What is required:
Please go through the listing below and count the lines where the string "open" appears. Answer with the number only.

Records supplied:

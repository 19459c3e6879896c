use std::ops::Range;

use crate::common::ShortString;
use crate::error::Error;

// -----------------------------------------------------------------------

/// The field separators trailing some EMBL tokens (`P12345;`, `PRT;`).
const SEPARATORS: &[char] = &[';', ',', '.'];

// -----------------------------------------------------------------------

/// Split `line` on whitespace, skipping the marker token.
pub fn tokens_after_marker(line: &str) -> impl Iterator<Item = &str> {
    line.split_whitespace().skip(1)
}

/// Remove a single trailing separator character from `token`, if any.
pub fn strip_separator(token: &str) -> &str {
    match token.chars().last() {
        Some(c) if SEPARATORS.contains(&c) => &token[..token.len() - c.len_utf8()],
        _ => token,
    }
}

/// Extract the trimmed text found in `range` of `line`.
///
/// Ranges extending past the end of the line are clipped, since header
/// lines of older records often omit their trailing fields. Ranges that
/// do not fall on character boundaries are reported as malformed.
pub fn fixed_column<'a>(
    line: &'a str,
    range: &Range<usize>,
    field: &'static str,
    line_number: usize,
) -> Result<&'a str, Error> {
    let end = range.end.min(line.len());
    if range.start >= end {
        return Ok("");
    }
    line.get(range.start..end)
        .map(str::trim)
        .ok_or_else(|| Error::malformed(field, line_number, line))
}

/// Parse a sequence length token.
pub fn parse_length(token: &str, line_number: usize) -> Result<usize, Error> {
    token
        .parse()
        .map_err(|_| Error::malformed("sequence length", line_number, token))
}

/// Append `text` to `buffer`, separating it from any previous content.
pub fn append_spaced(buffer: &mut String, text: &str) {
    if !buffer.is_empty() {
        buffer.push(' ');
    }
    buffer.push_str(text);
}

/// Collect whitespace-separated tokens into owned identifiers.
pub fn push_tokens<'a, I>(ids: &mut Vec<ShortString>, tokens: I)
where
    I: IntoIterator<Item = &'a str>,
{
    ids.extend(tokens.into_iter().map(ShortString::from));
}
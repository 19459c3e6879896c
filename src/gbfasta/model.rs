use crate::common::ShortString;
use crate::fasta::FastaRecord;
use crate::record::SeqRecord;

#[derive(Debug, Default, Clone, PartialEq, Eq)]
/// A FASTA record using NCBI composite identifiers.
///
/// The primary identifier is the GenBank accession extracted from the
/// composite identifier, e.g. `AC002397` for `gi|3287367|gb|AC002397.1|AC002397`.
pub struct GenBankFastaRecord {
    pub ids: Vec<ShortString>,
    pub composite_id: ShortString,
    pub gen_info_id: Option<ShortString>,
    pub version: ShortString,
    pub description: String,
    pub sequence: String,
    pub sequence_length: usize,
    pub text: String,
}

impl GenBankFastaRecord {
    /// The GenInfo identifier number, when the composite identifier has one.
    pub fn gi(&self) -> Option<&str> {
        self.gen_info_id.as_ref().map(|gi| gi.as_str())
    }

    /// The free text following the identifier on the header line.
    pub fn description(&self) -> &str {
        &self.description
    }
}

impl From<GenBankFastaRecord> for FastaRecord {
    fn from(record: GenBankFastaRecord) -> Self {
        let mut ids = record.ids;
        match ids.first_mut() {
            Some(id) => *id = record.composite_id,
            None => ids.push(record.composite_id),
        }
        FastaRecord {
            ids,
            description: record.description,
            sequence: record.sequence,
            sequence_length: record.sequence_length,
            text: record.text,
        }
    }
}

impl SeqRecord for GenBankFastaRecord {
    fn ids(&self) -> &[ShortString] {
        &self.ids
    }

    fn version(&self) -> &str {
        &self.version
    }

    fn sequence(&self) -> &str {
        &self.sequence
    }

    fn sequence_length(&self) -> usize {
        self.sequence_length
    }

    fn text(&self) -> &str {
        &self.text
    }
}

...

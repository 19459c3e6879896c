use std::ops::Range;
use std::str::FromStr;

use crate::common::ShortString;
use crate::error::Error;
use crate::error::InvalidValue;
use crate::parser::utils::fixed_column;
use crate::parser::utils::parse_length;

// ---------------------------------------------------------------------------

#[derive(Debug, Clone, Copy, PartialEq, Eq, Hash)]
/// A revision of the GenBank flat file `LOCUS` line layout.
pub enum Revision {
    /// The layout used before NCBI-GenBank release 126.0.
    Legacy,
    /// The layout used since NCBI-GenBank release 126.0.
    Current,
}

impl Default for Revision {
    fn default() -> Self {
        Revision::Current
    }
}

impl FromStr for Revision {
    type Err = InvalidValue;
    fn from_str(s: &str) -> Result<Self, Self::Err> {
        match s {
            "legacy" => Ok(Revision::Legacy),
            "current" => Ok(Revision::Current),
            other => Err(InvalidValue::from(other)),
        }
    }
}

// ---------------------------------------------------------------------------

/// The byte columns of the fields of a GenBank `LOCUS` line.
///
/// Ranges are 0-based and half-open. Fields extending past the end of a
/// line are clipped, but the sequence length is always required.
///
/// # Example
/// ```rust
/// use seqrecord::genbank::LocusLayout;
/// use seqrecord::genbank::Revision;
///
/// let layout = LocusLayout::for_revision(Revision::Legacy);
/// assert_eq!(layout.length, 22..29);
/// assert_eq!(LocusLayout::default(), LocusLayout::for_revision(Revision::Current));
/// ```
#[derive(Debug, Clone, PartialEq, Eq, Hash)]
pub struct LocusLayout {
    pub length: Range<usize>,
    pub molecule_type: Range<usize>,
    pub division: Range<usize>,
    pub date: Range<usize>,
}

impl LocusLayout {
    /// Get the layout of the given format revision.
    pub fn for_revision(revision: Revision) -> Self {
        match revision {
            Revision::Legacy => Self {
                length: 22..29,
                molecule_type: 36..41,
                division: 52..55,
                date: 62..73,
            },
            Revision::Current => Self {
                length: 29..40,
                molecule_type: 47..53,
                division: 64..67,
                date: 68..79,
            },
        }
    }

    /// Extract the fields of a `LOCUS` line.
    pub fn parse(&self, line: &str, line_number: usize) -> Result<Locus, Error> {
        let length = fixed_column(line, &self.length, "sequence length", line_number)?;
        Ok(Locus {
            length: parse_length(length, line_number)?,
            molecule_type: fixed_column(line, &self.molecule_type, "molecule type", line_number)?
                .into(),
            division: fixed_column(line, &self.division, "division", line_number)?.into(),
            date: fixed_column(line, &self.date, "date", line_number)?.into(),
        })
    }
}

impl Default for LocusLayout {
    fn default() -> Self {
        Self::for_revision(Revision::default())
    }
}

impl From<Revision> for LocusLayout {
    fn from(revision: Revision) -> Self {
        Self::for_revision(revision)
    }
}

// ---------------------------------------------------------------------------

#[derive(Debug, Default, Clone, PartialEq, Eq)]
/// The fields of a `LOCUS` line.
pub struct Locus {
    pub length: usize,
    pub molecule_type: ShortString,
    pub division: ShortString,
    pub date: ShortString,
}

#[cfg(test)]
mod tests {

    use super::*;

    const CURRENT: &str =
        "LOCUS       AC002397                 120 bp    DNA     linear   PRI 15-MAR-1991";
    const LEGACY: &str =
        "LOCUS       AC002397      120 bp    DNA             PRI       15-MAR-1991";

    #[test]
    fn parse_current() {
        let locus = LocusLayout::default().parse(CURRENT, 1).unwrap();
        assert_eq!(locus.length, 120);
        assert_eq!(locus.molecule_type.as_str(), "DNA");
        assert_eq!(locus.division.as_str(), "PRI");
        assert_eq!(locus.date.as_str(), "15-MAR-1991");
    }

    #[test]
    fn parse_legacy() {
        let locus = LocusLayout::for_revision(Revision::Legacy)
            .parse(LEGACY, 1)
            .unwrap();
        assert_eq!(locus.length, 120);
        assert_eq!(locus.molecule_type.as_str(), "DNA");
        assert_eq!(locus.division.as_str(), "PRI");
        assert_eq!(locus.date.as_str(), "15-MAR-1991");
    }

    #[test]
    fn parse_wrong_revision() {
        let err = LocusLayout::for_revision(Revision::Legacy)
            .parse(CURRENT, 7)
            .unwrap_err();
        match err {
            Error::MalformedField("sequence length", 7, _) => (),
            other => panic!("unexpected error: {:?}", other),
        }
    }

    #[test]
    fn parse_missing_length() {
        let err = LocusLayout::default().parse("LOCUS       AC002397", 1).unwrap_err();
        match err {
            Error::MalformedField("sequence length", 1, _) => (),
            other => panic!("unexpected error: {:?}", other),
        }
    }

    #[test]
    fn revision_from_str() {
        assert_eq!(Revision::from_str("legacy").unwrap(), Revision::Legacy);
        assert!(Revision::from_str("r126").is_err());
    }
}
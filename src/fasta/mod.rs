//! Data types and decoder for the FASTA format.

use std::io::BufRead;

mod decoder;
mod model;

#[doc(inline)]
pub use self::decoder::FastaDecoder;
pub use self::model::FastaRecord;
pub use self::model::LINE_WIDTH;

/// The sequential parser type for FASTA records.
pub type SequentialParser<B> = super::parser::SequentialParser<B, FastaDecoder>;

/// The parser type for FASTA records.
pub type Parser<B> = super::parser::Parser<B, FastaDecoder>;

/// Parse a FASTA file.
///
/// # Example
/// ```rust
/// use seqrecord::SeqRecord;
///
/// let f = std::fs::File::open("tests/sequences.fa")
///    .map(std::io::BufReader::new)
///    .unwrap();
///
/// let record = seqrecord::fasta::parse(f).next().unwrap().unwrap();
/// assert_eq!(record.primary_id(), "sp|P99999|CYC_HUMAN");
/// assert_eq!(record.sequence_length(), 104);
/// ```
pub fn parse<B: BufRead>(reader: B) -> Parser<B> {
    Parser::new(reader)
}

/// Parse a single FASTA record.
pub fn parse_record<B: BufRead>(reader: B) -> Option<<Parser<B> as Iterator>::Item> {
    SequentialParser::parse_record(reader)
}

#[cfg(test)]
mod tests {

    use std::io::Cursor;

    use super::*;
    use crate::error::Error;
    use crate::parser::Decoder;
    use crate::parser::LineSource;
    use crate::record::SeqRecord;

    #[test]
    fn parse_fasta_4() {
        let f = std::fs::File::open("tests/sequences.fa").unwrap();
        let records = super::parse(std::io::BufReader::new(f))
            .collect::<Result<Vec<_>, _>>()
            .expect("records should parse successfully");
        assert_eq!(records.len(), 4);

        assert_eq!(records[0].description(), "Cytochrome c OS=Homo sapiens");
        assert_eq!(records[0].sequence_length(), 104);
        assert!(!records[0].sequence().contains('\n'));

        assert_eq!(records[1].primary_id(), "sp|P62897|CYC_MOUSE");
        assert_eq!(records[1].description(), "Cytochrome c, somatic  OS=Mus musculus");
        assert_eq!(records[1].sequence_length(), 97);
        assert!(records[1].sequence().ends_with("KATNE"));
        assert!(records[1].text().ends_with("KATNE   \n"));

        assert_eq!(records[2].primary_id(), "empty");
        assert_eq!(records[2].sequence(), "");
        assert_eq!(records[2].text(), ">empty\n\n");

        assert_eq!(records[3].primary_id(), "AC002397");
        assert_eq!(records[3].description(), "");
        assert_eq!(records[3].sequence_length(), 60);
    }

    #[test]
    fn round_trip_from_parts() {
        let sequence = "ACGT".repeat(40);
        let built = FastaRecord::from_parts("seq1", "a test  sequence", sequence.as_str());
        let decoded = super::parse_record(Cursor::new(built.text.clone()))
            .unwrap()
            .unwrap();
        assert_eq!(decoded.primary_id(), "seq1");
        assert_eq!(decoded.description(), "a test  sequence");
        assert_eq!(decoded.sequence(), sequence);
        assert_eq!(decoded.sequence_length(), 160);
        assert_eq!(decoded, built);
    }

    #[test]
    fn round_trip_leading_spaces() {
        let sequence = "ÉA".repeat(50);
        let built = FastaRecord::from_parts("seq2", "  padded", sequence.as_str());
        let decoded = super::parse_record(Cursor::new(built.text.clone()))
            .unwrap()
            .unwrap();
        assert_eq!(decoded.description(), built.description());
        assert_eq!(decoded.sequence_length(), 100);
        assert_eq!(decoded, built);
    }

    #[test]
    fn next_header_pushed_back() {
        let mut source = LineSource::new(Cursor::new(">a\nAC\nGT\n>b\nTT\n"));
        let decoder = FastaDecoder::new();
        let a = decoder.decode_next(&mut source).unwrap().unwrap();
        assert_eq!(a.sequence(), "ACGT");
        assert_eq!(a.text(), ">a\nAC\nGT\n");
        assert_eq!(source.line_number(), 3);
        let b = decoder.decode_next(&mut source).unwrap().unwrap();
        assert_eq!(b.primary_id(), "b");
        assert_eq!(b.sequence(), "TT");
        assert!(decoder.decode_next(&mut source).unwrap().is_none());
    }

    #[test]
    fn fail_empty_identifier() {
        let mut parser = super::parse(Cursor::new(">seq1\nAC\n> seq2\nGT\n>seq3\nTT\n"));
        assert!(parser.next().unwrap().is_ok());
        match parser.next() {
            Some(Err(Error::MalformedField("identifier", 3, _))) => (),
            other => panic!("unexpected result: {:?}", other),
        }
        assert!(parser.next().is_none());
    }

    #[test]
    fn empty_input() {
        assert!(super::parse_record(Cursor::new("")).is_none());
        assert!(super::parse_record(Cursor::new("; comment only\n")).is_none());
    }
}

---

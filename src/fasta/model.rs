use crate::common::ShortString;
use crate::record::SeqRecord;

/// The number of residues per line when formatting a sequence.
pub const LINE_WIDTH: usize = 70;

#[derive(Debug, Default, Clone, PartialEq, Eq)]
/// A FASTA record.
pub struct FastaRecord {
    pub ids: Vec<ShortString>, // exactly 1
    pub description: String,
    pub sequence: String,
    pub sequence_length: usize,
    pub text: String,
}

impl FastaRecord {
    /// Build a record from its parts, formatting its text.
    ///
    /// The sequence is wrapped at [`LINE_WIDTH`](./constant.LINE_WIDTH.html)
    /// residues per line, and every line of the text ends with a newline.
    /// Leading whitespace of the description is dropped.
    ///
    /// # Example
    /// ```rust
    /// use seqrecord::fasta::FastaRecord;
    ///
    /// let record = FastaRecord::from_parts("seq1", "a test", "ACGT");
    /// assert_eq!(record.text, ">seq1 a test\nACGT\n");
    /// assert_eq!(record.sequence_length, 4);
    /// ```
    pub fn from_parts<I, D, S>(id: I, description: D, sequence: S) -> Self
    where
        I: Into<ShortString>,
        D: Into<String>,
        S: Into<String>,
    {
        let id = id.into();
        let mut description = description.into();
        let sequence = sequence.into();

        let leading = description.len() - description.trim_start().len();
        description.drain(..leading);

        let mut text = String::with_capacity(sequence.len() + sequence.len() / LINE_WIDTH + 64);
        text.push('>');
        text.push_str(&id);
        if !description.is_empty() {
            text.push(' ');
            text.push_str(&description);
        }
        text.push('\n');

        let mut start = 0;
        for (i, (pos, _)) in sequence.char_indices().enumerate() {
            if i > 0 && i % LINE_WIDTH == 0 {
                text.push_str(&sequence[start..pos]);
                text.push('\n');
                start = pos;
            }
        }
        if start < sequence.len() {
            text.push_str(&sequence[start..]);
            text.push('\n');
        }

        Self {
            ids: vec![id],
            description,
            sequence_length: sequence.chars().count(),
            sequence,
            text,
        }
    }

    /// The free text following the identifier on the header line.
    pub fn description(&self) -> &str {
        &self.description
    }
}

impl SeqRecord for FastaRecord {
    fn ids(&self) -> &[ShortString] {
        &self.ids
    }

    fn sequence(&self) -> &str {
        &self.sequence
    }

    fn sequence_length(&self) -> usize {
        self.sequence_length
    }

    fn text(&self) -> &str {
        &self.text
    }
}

Exercise result:
3